Kokosowe szaleństwo
Może to kogoś zdziwić, ale głównym powodem dla którego kupiliśmy kokosy, to efekt artystyczny dla naszego akwarium. Zakupiliśmy trzy sztuki z czego jedna okazała się niezdatna do zjedzenia (może wiecie jak należy wybierać kokosy ?) Zabraliśmy się z R do roboty - w ruch poszły wiertarka i piła a następnie mniejsze narzędzia :lol:
Z całego zamieszania powstały kilka pyszności - najpierw wydrążyliśmy kokosa tak że powstały czyste wióry, z których powstały wiórki kokosowe przydatne do zrobienia mleka kokosowego czy domowej roboty malibu.
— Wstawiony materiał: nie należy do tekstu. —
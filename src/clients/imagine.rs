use reqwest::Client;
use serde::Serialize;
use std::time::Instant;

use crate::infra::config::ToolConfig;
use crate::infra::http::headers::{add_standard_headers, generate_request_id};
use crate::infra::runtime::limits::{make_http_client, make_http_client_with, retry_async};

/// Already-encoded image bytes plus the MIME type the renderer reported.
/// No transcoding happens downstream; this pair is what reaches the wire.
#[derive(Debug, Clone, PartialEq, Eq)]
pub struct GeneratedImage {
    pub bytes: Vec<u8>,
    pub mime_type: String,
}

#[derive(Clone)]
pub struct ImagineRemote {
    base: Option<String>,
    api_key: Option<String>,
    http: Client,
    retries: u32,
}

impl ImagineRemote {
    pub fn new(base: impl Into<String>, api_key: impl Into<String>) -> Self {
        Self {
            base: Some(base.into()),
            api_key: Some(api_key.into()),
            http: make_http_client(),
            retries: 2,
        }
    }

    pub fn from_config(cfg: &ToolConfig) -> Self {
        Self {
            base: cfg.base_url.clone(),
            api_key: cfg.api_key.clone(),
            http: make_http_client_with(cfg),
            retries: cfg.retries.unwrap_or(2),
        }
    }

    pub async fn generate(&self, prompt: &str, size: &str) -> Result<GeneratedImage, String> {
        let base = self
            .base
            .as_deref()
            .filter(|b| !b.trim().is_empty())
            .ok_or("IMAGINE_BASE_URL is not configured; set it to enable the imagine tool")?;
        let key = self
            .api_key
            .as_deref()
            .filter(|k| !k.trim().is_empty())
            .ok_or("IMAGINE_API_KEY is not configured; set it to enable the imagine tool")?
            .to_owned();

        let url = format!("{}/v1/images", base.trim_end_matches('/'));
        let http = self.http.clone();
        tracing::debug!(endpoint = %url, size = size, "imagine.generate request");
        let req_id = generate_request_id();
        let start = Instant::now();
        let attempts = self.retries;
        let res: Result<GeneratedImage, String> = retry_async(attempts, move |_| {
            let http = http.clone();
            let url = url.clone();
            let key = key.clone();
            let req_id = req_id.clone();
            let payload = RenderReq { prompt, size };
            async move {
                let (builder, _rid) = add_standard_headers(http.post(url), Some(req_id));
                let resp = builder
                    .bearer_auth(key)
                    .json(&payload)
                    .send()
                    .await
                    .map_err(|e| e.to_string())?;
                if !resp.status().is_success() {
                    if resp.status().is_server_error() {
                        return Err(format!("retryable status {}", resp.status()));
                    }
                    return Err(format!("upstream status {}", resp.status()));
                }
                let mime_type = resp
                    .headers()
                    .get(reqwest::header::CONTENT_TYPE)
                    .and_then(|v| v.to_str().ok())
                    .unwrap_or("image/png")
                    .to_owned();
                let bytes = resp.bytes().await.map_err(|e| e.to_string())?;
                Ok(GeneratedImage { bytes: bytes.to_vec(), mime_type })
            }
        })
        .await;
        if res.is_err() {
            crate::infra::logging::log_metric("imagine", "remote_error_total", 1.0);
        }
        let image = res?;
        let elapsed_ms = start.elapsed().as_millis() as f64;
        crate::infra::logging::log_metric("imagine", "remote_latency_ms", elapsed_ms);
        Ok(image)
    }
}

#[derive(Serialize)]
struct RenderReq<'a> {
    prompt: &'a str,
    size: &'a str,
}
Następnie mieliśmy do wydrążenia część z łupinką - idealna rzecz na przekąski - szybko zniknęły - nie miały szansy się wysuszyć.
I pozostała czysta skorupka, która po wygotowaniu wylądowała w akwarium.
W związku z tym następne wpisy będą tyczyły się kokosowych możliwości :)
ps. częściowo przeplatane wpisami wakacyjnymi ponieważ może morze nas wita :)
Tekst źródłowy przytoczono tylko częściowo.